*** Block opens ***

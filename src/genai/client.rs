//! REST + SSE client for the conversational GenAI provider.
//!
//! Session auth rides on cookies inside the injected HTTP client. Response
//! bodies vary between `{...}` and `{"data": {...}}` wrapping, so id
//! extraction checks both.

use serde_json::{json, Value};
use std::sync::Arc;

use crate::error::{DispatchError, Result};
use crate::http::{ByteStream, HttpClient, HttpRequest, HttpResponse};

const SESSION_PATH: &str = "/api/account/auth/session";
const CHATS_PATH: &str = "/api/chat/v1/chats";
const MESSAGES_PATH: &str = "/api/chat/v1/messages";
const RESPONSE_PATH: &str = "/api/chat/v1/messages-response";
const CANCEL_PATH: &str = "/api/chat/v1/messages-response/cancel";

/// Server error code meaning the parent message is still processing.
const PARENT_BUSY_CODE: &str = "CHAT_ERROR_4";

#[derive(Clone)]
pub struct GenAiClient {
    http: Arc<dyn HttpClient>,
    base_url: String,
    timeout_ms: u64,
}

impl GenAiClient {
    pub fn new(http: Arc<dyn HttpClient>, base_url: impl Into<String>, timeout_ms: u64) -> Self {
        let mut base_url = base_url.into();
        while base_url.ends_with('/') {
            base_url.pop();
        }
        Self {
            http,
            base_url,
            timeout_ms,
        }
    }

    pub fn base_url(&self) -> &str {
        &self.base_url
    }

    fn url(&self, path: &str) -> String {
        format!("{}{}", self.base_url, path)
    }

    /// Probe session liveness: 200 with a non-empty `data` field means the
    /// cookie session is authenticated.
    pub async fn check_session(&self) -> Result<bool> {
        let request = HttpRequest::new("GET", self.url(SESSION_PATH));
        let response = self.http.execute(&request, self.timeout_ms).await?;
        if response.status != 200 {
            return Ok(false);
        }
        let value: Value = match serde_json::from_str(&response.body) {
            Ok(value) => value,
            Err(_) => return Ok(false),
        };
        Ok(match value.get("data") {
            Some(Value::Null) | None => false,
            Some(Value::Object(map)) => !map.is_empty(),
            Some(Value::Array(items)) => !items.is_empty(),
            Some(Value::String(s)) => !s.is_empty(),
            Some(_) => true,
        })
    }

    /// Create a remote chat; returns its guid.
    pub async fn create_chat(&self) -> Result<String> {
        let request =
            HttpRequest::new("POST", self.url(CHATS_PATH)).with_json_body("{}".to_string());
        let response = self.http.execute(&request, self.timeout_ms).await?;
        let value = self.expect_success(response)?;
        extract_guid(&value)
            .ok_or_else(|| DispatchError::InvalidPayload("create chat returned no guid".into()))
    }

    /// Destroy remote chats. Callers treat failures as best-effort.
    pub async fn delete_chats(&self, chat_ids: &[String]) -> Result<()> {
        let body = json!({ "chatGuids": chat_ids }).to_string();
        let request = HttpRequest::new("DELETE", self.url(CHATS_PATH)).with_json_body(body);
        let response = self.http.execute(&request, self.timeout_ms).await?;
        if response.is_success() {
            Ok(())
        } else {
            Err(DispatchError::Status {
                status: response.status,
                body: response.body,
            })
        }
    }

    /// Send a user turn; returns the new message guid. HTTP 422 with
    /// `CHAT_ERROR_4` maps to [`DispatchError::PendingResponse`].
    pub async fn send_message(
        &self,
        chat_id: &str,
        content: &str,
        parent_message_id: Option<&str>,
    ) -> Result<String> {
        let mut body = json!({
            "chatGuid": chat_id,
            "content": content,
        });
        if let Some(parent) = parent_message_id {
            body["parentMessageGuid"] = json!(parent);
        }

        let request =
            HttpRequest::new("POST", self.url(MESSAGES_PATH)).with_json_body(body.to_string());
        let response = self.http.execute(&request, self.timeout_ms).await?;

        if response.status == 422 && body_error_code(&response.body) == Some(PARENT_BUSY_CODE) {
            return Err(DispatchError::PendingResponse);
        }

        let value = self.expect_success(response)?;
        extract_guid(&value)
            .ok_or_else(|| DispatchError::InvalidPayload("send message returned no guid".into()))
    }

    /// Open the assistant reply stream for a user message.
    pub async fn open_response_stream(
        &self,
        user_message_id: &str,
        model_id: &str,
    ) -> Result<ByteStream> {
        let body = json!({
            "messageGuid": user_message_id,
            "modelId": model_id,
        })
        .to_string();
        let request = HttpRequest::new("POST", self.url(RESPONSE_PATH)).with_json_body(body);
        self.http.execute_stream(&request, self.timeout_ms).await
    }

    /// Ask the server to stop streaming a reply. Best-effort.
    pub async fn cancel_response(&self, user_message_id: &str) -> Result<()> {
        let body = json!({ "messageGuid": user_message_id }).to_string();
        let request = HttpRequest::new("POST", self.url(CANCEL_PATH)).with_json_body(body);
        let response = self.http.execute(&request, self.timeout_ms).await?;
        if response.is_success() {
            Ok(())
        } else {
            Err(DispatchError::Status {
                status: response.status,
                body: response.body,
            })
        }
    }

    /// Poll one message. The raw response is returned so the poller can
    /// interpret 404/410 as deletion.
    pub async fn get_message(&self, message_id: &str) -> Result<HttpResponse> {
        let request = HttpRequest::new("GET", format!("{}/{}", self.url(MESSAGES_PATH), message_id));
        self.http.execute(&request, self.timeout_ms).await
    }

    fn expect_success(&self, response: HttpResponse) -> Result<Value> {
        if !response.is_success() {
            return Err(DispatchError::Status {
                status: response.status,
                body: response.body,
            });
        }
        Ok(serde_json::from_str(&response.body)?)
    }
}

/// Guid from the top level or a `data` wrapper.
fn extract_guid(value: &Value) -> Option<String> {
    let direct = value.get("guid").and_then(Value::as_str);
    let wrapped = value
        .get("data")
        .and_then(|data| data.get("guid"))
        .and_then(Value::as_str);
    direct
        .or(wrapped)
        .filter(|guid| !guid.is_empty())
        .map(String::from)
}

fn body_error_code(body: &str) -> Option<&'static str> {
    let value: Value = serde_json::from_str(body).ok()?;
    let code = value
        .get("errorCode")
        .and_then(Value::as_str)
        .or_else(|| value.get("error_code").and_then(Value::as_str))?;
    (code == PARENT_BUSY_CODE).then_some(PARENT_BUSY_CODE)
}

#[cfg(test)]
mod tests {
    use super::*;
    use crate::http::MockHttpClient;

    fn client(mock: &MockHttpClient) -> GenAiClient {
        GenAiClient::new(
            Arc::new(mock.clone()),
            "https://genai.example.com/",
            5_000,
        )
    }

    #[tokio::test]
    async fn session_probe_requires_non_empty_data() {
        let mock = MockHttpClient::new();
        mock.add_json("GET /api/account/auth/session", r#"{"data":{"user":"u"}}"#);
        mock.add_json("GET /api/account/auth/session", r#"{"data":null}"#);
        mock.add_response(
            "GET /api/account/auth/session",
            Ok(crate::http::HttpResponse {
                status: 401,
                body: String::new(),
            }),
        );

        let client = client(&mock);
        assert!(client.check_session().await.unwrap());
        assert!(!client.check_session().await.unwrap());
        assert!(!client.check_session().await.unwrap());
    }

    #[tokio::test]
    async fn create_chat_reads_plain_and_wrapped_guids() {
        let mock = MockHttpClient::new();
        mock.add_json("POST /api/chat/v1/chats", r#"{"guid":"chat-1"}"#);
        mock.add_json("POST /api/chat/v1/chats", r#"{"data":{"guid":"chat-2"}}"#);

        let client = client(&mock);
        assert_eq!(client.create_chat().await.unwrap(), "chat-1");
        assert_eq!(client.create_chat().await.unwrap(), "chat-2");
    }

    #[tokio::test]
    async fn send_message_maps_parent_busy() {
        let mock = MockHttpClient::new();
        mock.add_response(
            "POST /api/chat/v1/messages",
            Ok(crate::http::HttpResponse {
                status: 422,
                body: r#"{"errorCode":"CHAT_ERROR_4"}"#.to_string(),
            }),
        );
        mock.add_json("POST /api/chat/v1/messages", r#"{"guid":"msg-1"}"#);

        let client = client(&mock);
        assert_eq!(
            client.send_message("chat-1", "hello", None).await,
            Err(DispatchError::PendingResponse)
        );
        assert_eq!(
            client
                .send_message("chat-1", "hello", Some("parent-1"))
                .await
                .unwrap(),
            "msg-1"
        );

        // The parent id went out on the retry.
        let calls = mock.calls();
        let retry_body = calls[1].body.as_deref().unwrap();
        assert!(retry_body.contains("\"parentMessageGuid\":\"parent-1\""));
    }

    #[tokio::test]
    async fn other_422_is_a_plain_status_error() {
        let mock = MockHttpClient::new();
        mock.add_response(
            "POST /api/chat/v1/messages",
            Ok(crate::http::HttpResponse {
                status: 422,
                body: r#"{"errorCode":"CHAT_ERROR_9"}"#.to_string(),
            }),
        );

        let client = client(&mock);
        assert!(matches!(
            client.send_message("chat-1", "hello", None).await,
            Err(DispatchError::Status { status: 422, .. })
        ));
    }

    #[tokio::test]
    async fn delete_chats_sends_guid_list() {
        let mock = MockHttpClient::new();
        mock.add_json("DELETE /api/chat/v1/chats", "{}");

        let client = client(&mock);
        client
            .delete_chats(&["chat-1".to_string(), "chat-2".to_string()])
            .await
            .unwrap();

        let calls = mock.calls();
        let body = calls[0].body.as_deref().unwrap();
        assert!(body.contains("\"chatGuids\":[\"chat-1\",\"chat-2\"]"));
    }
}
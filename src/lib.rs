//! Captain performance analytics: filtering, aggregation, rates, scoring and
//! the derived views built on top of them, plus the ingestion, snapshot and
//! export collaborators around that engine.

pub mod aggregate;
pub mod config;
pub mod engine;
pub mod error;
pub mod export;
pub mod filter;
pub mod ingest;
pub mod models;
pub mod ranking;
pub mod rates;
pub mod report;
pub mod risk;
pub mod sample;
pub mod scoring;
pub mod store;
pub mod views;

pub use config::EngineConfig;
pub use engine::{
    captain_profile, compute_captain_stats, compute_global_kpis, compute_time_series, top_performers,
    CaptainProfile,
};
pub use error::{Error, Result};
pub use filter::{FilterOptions, Selection, ShipmentFilter};
pub use models::{
    CaptainStats, GlobalKpis, Granularity, Recommendation, RiskAssessment, ScoredCaptain, ShipmentRecord,
    TrendPoint,
};
pub use ranking::{driver_rank, sort_leaderboard, SortDirection, SortField};
pub use risk::rank_at_risk_drivers;
pub use scoring::rank_top_performers;
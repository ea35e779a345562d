//! Seeded synthetic shipment data for demos and first runs.

use chrono::NaiveDate;
use rand::prelude::*;
use rand::rngs::StdRng;
use tracing::info;

use crate::models::ShipmentRecord;

pub const DEFAULT_COUNT: usize = 500;
pub const DEFAULT_SEED: u64 = 2024;

pub const COMPANIES: [&str; 8] = [
    "Aramco",
    "SABIC",
    "STC",
    "Al Rajhi Bank",
    "Almarai",
    "SAMBA",
    "NCB",
    "Mobily",
];

pub const CAPTAINS: [&str; 8] = [
    "Ahmed Al-Mansouri",
    "Khalid Al-Zahrani",
    "Mohammed Al-Rashid",
    "Faisal Al-Otaibi",
    "Omar Al-Sudairy",
    "Sultan Al-Harbi",
    "Nasser Al-Qasimi",
    "Saad Al-Dosari",
];

pub const PACKAGE_CODES: [&str; 6] = ["PKG-001", "PKG-002", "PKG-003", "PKG-004", "PKG-005", "PKG-006"];

/// `count` records dated across 2024. The same seed always yields the same
/// records.
pub fn generate(count: usize, seed: u64) -> Vec<ShipmentRecord> {
    let mut rng = StdRng::seed_from_u64(seed);

    let records: Vec<ShipmentRecord> = (0..count)
        .map(|i| {
            let shipments: u64 = rng.gen_range(10..60);
            let delivered = (shipments as f64 * rng.gen_range(0.70..0.95)).floor() as u64;
            let fare_cents: u32 = rng.gen_range(1500..=4500);

            ShipmentRecord {
                id: format!("shipment-{i}"),
                company_name: pick(&mut rng, &COMPANIES),
                package_code: pick(&mut rng, &PACKAGE_CODES),
                date: NaiveDate::from_yo_opt(2024, rng.gen_range(1..=366)).unwrap_or(NaiveDate::MIN),
                shipments,
                package_fare: fare_cents as f64 / 100.0,
                delivered_shipments: delivered,
                failed_shipments: shipments - delivered,
                captain: pick(&mut rng, &CAPTAINS),
            }
        })
        .collect();

    info!(count, seed, "Generated sample shipment data");
    records
}

fn pick(rng: &mut StdRng, values: &[&str]) -> String {
    values.choose(rng).copied().unwrap_or_default().to_string()
}

#[cfg(test)]
mod tests {
    use super::*;
    use chrono::Datelike;

    #[test]
    fn same_seed_same_records() {
        assert_eq!(generate(50, 7), generate(50, 7));
        assert_ne!(generate(50, 7), generate(50, 8));
    }

    #[test]
    fn records_stay_in_range() {
        let records = generate(DEFAULT_COUNT, DEFAULT_SEED);
        assert_eq!(records.len(), DEFAULT_COUNT);

        for record in &records {
            assert!((10..60).contains(&record.shipments));
            assert_eq!(record.delivered_shipments + record.failed_shipments, record.shipments);
            assert!(record.delivered_shipments as f64 >= (record.shipments as f64 * 0.70).floor());
            assert!((15.0..=45.0).contains(&record.package_fare));
            assert_eq!(record.date.year(), 2024);
            assert!(COMPANIES.contains(&record.company_name.as_str()));
            assert!(CAPTAINS.contains(&record.captain.as_str()));
            assert!(PACKAGE_CODES.contains(&record.package_code.as_str()));
        }
    }
}
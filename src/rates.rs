//! Rates derived from aggregate sums.
//!
//! Every rate here resolves to 0 when its denominator is 0. Rates can exceed
//! 100 when a record reports more delivered than shipped; that anomaly is
//! passed through rather than clamped.

use chrono::{Duration, NaiveDate};

use crate::aggregate::aggregate_all;
use crate::models::{CaptainAggregate, CaptainStats, GlobalKpis, ShipmentRecord};

/// `100 * part / total`, or 0 when `total` is 0.
pub fn pct(part: u64, total: u64) -> f64 {
    if total == 0 {
        0.0
    } else {
        (part as f64 / total as f64) * 100.0
    }
}

/// `amount / count`, or 0 when `count` is 0.
pub fn per_unit(amount: f64, count: u64) -> f64 {
    if count == 0 {
        0.0
    } else {
        amount / count as f64
    }
}

pub fn derive_rates(captain: &str, aggregate: &CaptainAggregate) -> CaptainStats {
    CaptainStats {
        captain: captain.to_string(),
        total_shipments: aggregate.shipments,
        delivered: aggregate.delivered,
        failed: aggregate.failed,
        success_rate: pct(aggregate.delivered, aggregate.shipments),
        failure_rate: pct(aggregate.failed, aggregate.shipments),
        cost_per_delivered: per_unit(aggregate.total_cost, aggregate.delivered),
        companies_served: aggregate.companies.len(),
        packages_handled: aggregate.packages.len(),
    }
}

pub fn derive_global(aggregate: &CaptainAggregate, captain_count: usize) -> GlobalKpis {
    GlobalKpis {
        total_shipments: aggregate.shipments,
        total_delivered: aggregate.delivered,
        total_failed: aggregate.failed,
        success_rate: pct(aggregate.delivered, aggregate.shipments),
        failure_rate: pct(aggregate.failed, aggregate.shipments),
        avg_cost_per_delivered: per_unit(aggregate.total_cost, aggregate.delivered),
        companies_served: aggregate.companies.len(),
        packages_handled: aggregate.packages.len(),
        captain_count,
    }
}

/// First day included in a trailing window of `days` ending at `as_of`.
pub fn cutoff_date(as_of: NaiveDate, days: i64) -> NaiveDate {
    as_of - Duration::days(days.max(0))
}

/// Success rate over one captain's records dated from the cutoff through
/// `as_of`, both inclusive.
pub fn trailing_success_rate(
    records: &[ShipmentRecord],
    captain: &str,
    as_of: NaiveDate,
    days: i64,
) -> f64 {
    let cutoff = cutoff_date(as_of, days);
    let window = aggregate_all(
        records
            .iter()
            .filter(|record| {
                record.captain == captain && record.date >= cutoff && record.date <= as_of
            }),
    );
    pct(window.delivered, window.shipments)
}

#[cfg(test)]
mod tests {
    use super::*;
    use crate::aggregate::{aggregate_by, by_captain};
    use crate::filter::tests::record;

    #[test]
    fn pct_with_zero_total() {
        assert_eq!(pct(10, 0), 0.0);
        assert_eq!(pct(0, 0), 0.0);
    }

    #[test]
    fn pct_normal_values() {
        assert_eq!(pct(50, 100), 50.0);
        assert_eq!(pct(1, 4), 25.0);
    }

    #[test]
    fn single_record_rates() {
        let records = vec![record("Ahmed", "Aramco", "PKG-001", "2024-05-01", 10, 8, 2, 5.0)];
        let groups = aggregate_by(&records, by_captain);
        let stats = derive_rates("Ahmed", &groups["Ahmed"]);

        assert_eq!(stats.success_rate, 80.0);
        assert_eq!(stats.failure_rate, 20.0);
        assert_eq!(stats.cost_per_delivered, 5.0);
        assert_eq!(stats.companies_served, 1);
        assert_eq!(stats.packages_handled, 1);
    }

    #[test]
    fn zero_shipments_never_produce_nan() {
        let records = vec![record("Idle", "Aramco", "PKG-001", "2024-05-01", 0, 0, 0, 12.0)];
        let groups = aggregate_by(&records, by_captain);
        let stats = derive_rates("Idle", &groups["Idle"]);

        assert_eq!(stats.success_rate, 0.0);
        assert_eq!(stats.failure_rate, 0.0);
        assert_eq!(stats.cost_per_delivered, 0.0);
        assert!(stats.success_rate.is_finite());
    }

    #[test]
    fn delivered_above_shipments_passes_through() {
        let records = vec![record("Odd", "Aramco", "PKG-001", "2024-05-01", 10, 12, 0, 1.0)];
        let groups = aggregate_by(&records, by_captain);
        let stats = derive_rates("Odd", &groups["Odd"]);
        assert_eq!(stats.success_rate, 120.0);
    }

    #[test]
    fn empty_global_is_zero() {
        let kpis = derive_global(&CaptainAggregate::default(), 0);
        assert_eq!(kpis, GlobalKpis::default());
    }

    #[test]
    fn trailing_window_only_counts_recent_records() {
        let as_of = NaiveDate::from_ymd_opt(2024, 6, 30).unwrap();
        let records = vec![
            record("Ahmed", "Aramco", "PKG-001", "2024-06-28", 10, 10, 0, 1.0),
            record("Ahmed", "Aramco", "PKG-001", "2024-06-23", 10, 5, 5, 1.0),
            record("Ahmed", "Aramco", "PKG-001", "2024-06-10", 10, 0, 10, 1.0),
            record("Khalid", "Aramco", "PKG-001", "2024-06-29", 10, 0, 10, 1.0),
        ];

        assert_eq!(trailing_success_rate(&records, "Ahmed", as_of, 7), 75.0);
        assert_eq!(trailing_success_rate(&records, "Ahmed", as_of, 30), 50.0);
        assert_eq!(trailing_success_rate(&records, "Ahmed", as_of, 0), 0.0);
    }

    #[test]
    fn records_after_as_of_are_outside_the_window() {
        let as_of = NaiveDate::from_ymd_opt(2024, 6, 30).unwrap();
        let records = vec![
            record("Ahmed", "Aramco", "PKG-001", "2024-06-28", 10, 10, 0, 1.0),
            record("Ahmed", "Aramco", "PKG-001", "2024-12-01", 10, 0, 10, 1.0),
        ];

        assert_eq!(trailing_success_rate(&records, "Ahmed", as_of, 7), 100.0);
        assert_eq!(trailing_success_rate(&records, "Ahmed", as_of, 30), 100.0);
        let later = NaiveDate::from_ymd_opt(2024, 12, 1).unwrap();
        assert_eq!(trailing_success_rate(&records, "Ahmed", later, 7), 0.0);
    }

    #[test]
    fn cutoff_date_respects_days() {
        let as_of = NaiveDate::from_ymd_opt(2024, 3, 15).unwrap();
        assert_eq!(cutoff_date(as_of, 14), NaiveDate::from_ymd_opt(2024, 3, 1).unwrap());
        assert_eq!(cutoff_date(as_of, -3), as_of);
    }
}
//! Error type shared by the collaborators around the engine.
//!
//! The aggregation engine itself never fails: empty or zero inputs resolve to
//! zero-valued outputs. Only I/O, decoding and configuration surface here.

use std::path::PathBuf;

use thiserror::Error;

#[derive(Debug, Error)]
pub enum Error {
    /// File system errors, tagged with the path that was touched
    #[error("I/O error on {path}: {source}")]
    Io {
        path: PathBuf,
        #[source]
        source: std::io::Error,
    },

    /// Tabular source could not be decoded
    #[error("CSV error: {0}")]
    Csv(#[from] csv::Error),

    /// Stored snapshot could not be encoded or decoded
    #[error("snapshot error: {0}")]
    Snapshot(#[from] serde_json::Error),

    /// Config file is not valid TOML for [`crate::config::EngineConfig`]
    #[error("failed to parse config: {0}")]
    ConfigParse(#[from] toml::de::Error),

    /// Config parsed but failed validation
    #[error("invalid configuration: {0}")]
    Config(String),

    /// Ingestion produced no usable rows
    #[error("no valid rows found ({dropped} dropped); check the column headers")]
    EmptyDataset { dropped: usize },
}

impl Error {
    pub fn io(path: impl Into<PathBuf>, source: std::io::Error) -> Self {
        Error::Io {
            path: path.into(),
            source,
        }
    }
}

pub type Result<T> = std::result::Result<T, Error>;
use std::fmt::Write;

use chrono::NaiveDate;

use crate::config::EngineConfig;
use crate::engine::{compute_captain_stats, compute_global_kpis, compute_time_series, top_performers};
use crate::filter::ShipmentFilter;
use crate::models::{Granularity, ShipmentRecord};
use crate::risk::rank_at_risk_drivers;
use crate::views::{highest_failure, roster_tiers, success_histogram};

const REPORT_LIMIT: usize = 10;

pub fn build_report(
    scope: Option<&str>,
    as_of: NaiveDate,
    records: &[ShipmentRecord],
    filter: &ShipmentFilter,
    config: &EngineConfig,
) -> String {
    let kpis = compute_global_kpis(records, filter);
    let stats = compute_captain_stats(records, filter);
    let tiers = roster_tiers(&stats);
    let histogram = success_histogram(&stats, &config.views.histogram_edges);
    let top = top_performers(records, filter, config, as_of, REPORT_LIMIT);
    let at_risk = rank_at_risk_drivers(&stats, config.risk.max_success_rate, &config.risk);
    let failing = highest_failure(
        &stats,
        config.views.high_failure_min_shipments,
        config.views.high_failure_limit,
    );
    let monthly = compute_time_series(records, filter, Granularity::Month);

    let mut output = String::new();
    let scope_label = scope.unwrap_or("all captains");

    let _ = writeln!(output, "# Captain Performance Report");
    let _ = writeln!(output, "Generated for {} (as of {})", scope_label, as_of);
    let _ = writeln!(output);
    let _ = writeln!(output, "## Overview");
    let _ = writeln!(
        output,
        "- Shipments: {} ({} delivered, {} failed)",
        kpis.total_shipments, kpis.total_delivered, kpis.total_failed
    );
    let _ = writeln!(
        output,
        "- Success rate: {:.1}% (failure {:.1}%)",
        kpis.success_rate, kpis.failure_rate
    );
    let _ = writeln!(
        output,
        "- Cost per delivered shipment: {:.2}",
        kpis.avg_cost_per_delivered
    );
    let _ = writeln!(
        output,
        "- {} captains across {} companies and {} packages",
        kpis.captain_count, kpis.companies_served, kpis.packages_handled
    );

    let _ = writeln!(output);
    let _ = writeln!(output, "## Roster");
    let _ = writeln!(
        output,
        "- Top performers (90%+): {}\n- Good performers (80-89%): {}\n- Needs training (<80%): {}\n- Inactive: {}",
        tiers.top_performers, tiers.good_performers, tiers.needs_training, tiers.inactive
    );
    for bucket in &histogram {
        let _ = writeln!(output, "- Success {}: {} captains", bucket.range, bucket.count);
    }

    let _ = writeln!(output);
    let _ = writeln!(
        output,
        "## Top Performers ({} v{})",
        config.performance.scheme, config.performance.version
    );

    if top.is_empty() {
        let _ = writeln!(output, "No captains with shipments in scope.");
    } else {
        for (i, scored) in top.iter().enumerate() {
            let _ = writeln!(
                output,
                "{}. {} score {:.1} ({} shipments, {:.1}% success)",
                i + 1,
                scored.stats.captain,
                scored.performance_score,
                scored.stats.total_shipments,
                scored.stats.success_rate
            );
        }
    }

    let _ = writeln!(output);
    let _ = writeln!(
        output,
        "## At-Risk Captains (success at or below {:.0}%)",
        config.risk.max_success_rate
    );

    if at_risk.is_empty() {
        let _ = writeln!(output, "No captains at or below the threshold.");
    } else {
        for assessment in at_risk.iter().take(REPORT_LIMIT) {
            let _ = writeln!(
                output,
                "- {} risk {:.1}: {} ({:.1}% success across {} shipments)",
                assessment.stats.captain,
                assessment.risk_score,
                assessment.recommendation,
                assessment.stats.success_rate,
                assessment.stats.total_shipments
            );
        }
    }

    if !failing.is_empty() {
        let _ = writeln!(output);
        let _ = writeln!(output, "## Highest Failure Rates");
        for s in &failing {
            let _ = writeln!(
                output,
                "- {}: {:.1}% failed of {} shipments",
                s.captain, s.failure_rate, s.total_shipments
            );
        }
    }

    let _ = writeln!(output);
    let _ = writeln!(output, "## Monthly Trend");

    if monthly.is_empty() {
        let _ = writeln!(output, "No shipments recorded for this scope.");
    } else {
        for point in &monthly {
            let _ = writeln!(
                output,
                "- {}: {} shipments, {:.1}% success",
                point.label, point.shipments, point.success_rate
            );
        }
    }

    output
}

#[cfg(test)]
mod tests {
    use super::*;
    use crate::filter::tests::record;

    fn as_of() -> NaiveDate {
        NaiveDate::from_ymd_opt(2024, 12, 31).unwrap()
    }

    #[test]
    fn report_lists_every_section() {
        let records = vec![
            record("Ahmed", "Aramco", "PKG-001", "2024-03-04", 100, 95, 5, 5.0),
            record("Khalid", "STC", "PKG-002", "2024-04-05", 40, 8, 32, 3.0),
        ];
        let report = build_report(None, as_of(), &records, &ShipmentFilter::all(), &EngineConfig::default());

        assert!(report.starts_with("# Captain Performance Report\n"));
        assert!(report.contains("Generated for all captains (as of 2024-12-31)"));
        assert!(report.contains("- Shipments: 140 (103 delivered, 37 failed)"));
        assert!(report.contains("## Top Performers (balanced-v2 v2)"));
        assert!(report.contains("1. Ahmed score"));
        assert!(report.contains("- Khalid risk "));
        assert!(report.contains("Stop Account"));
        assert!(report.contains("- Success 90%+: 1 captains"));
        assert!(report.contains("- Mar 2024: 100 shipments, 95.0% success"));
        assert!(!report.contains("## Highest Failure Rates"));
    }

    #[test]
    fn empty_scope_reports_placeholders() {
        let report = build_report(
            Some("Mobily"),
            as_of(),
            &[],
            &ShipmentFilter::all(),
            &EngineConfig::default(),
        );

        assert!(report.contains("Generated for Mobily"));
        assert!(report.contains("- Shipments: 0 (0 delivered, 0 failed)"));
        assert!(report.contains("No captains with shipments in scope."));
        assert!(report.contains("No captains at or below the threshold."));
        assert!(report.contains("No shipments recorded for this scope."));
    }
}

*** Block closes ***

### Work instructions
Which of the lines above hold the string "recorded"? Pick each of them out.

### Written answer
        let _ = writeln!(output, "No shipments recorded for this scope.");
        assert!(report.contains("No shipments recorded for this scope."));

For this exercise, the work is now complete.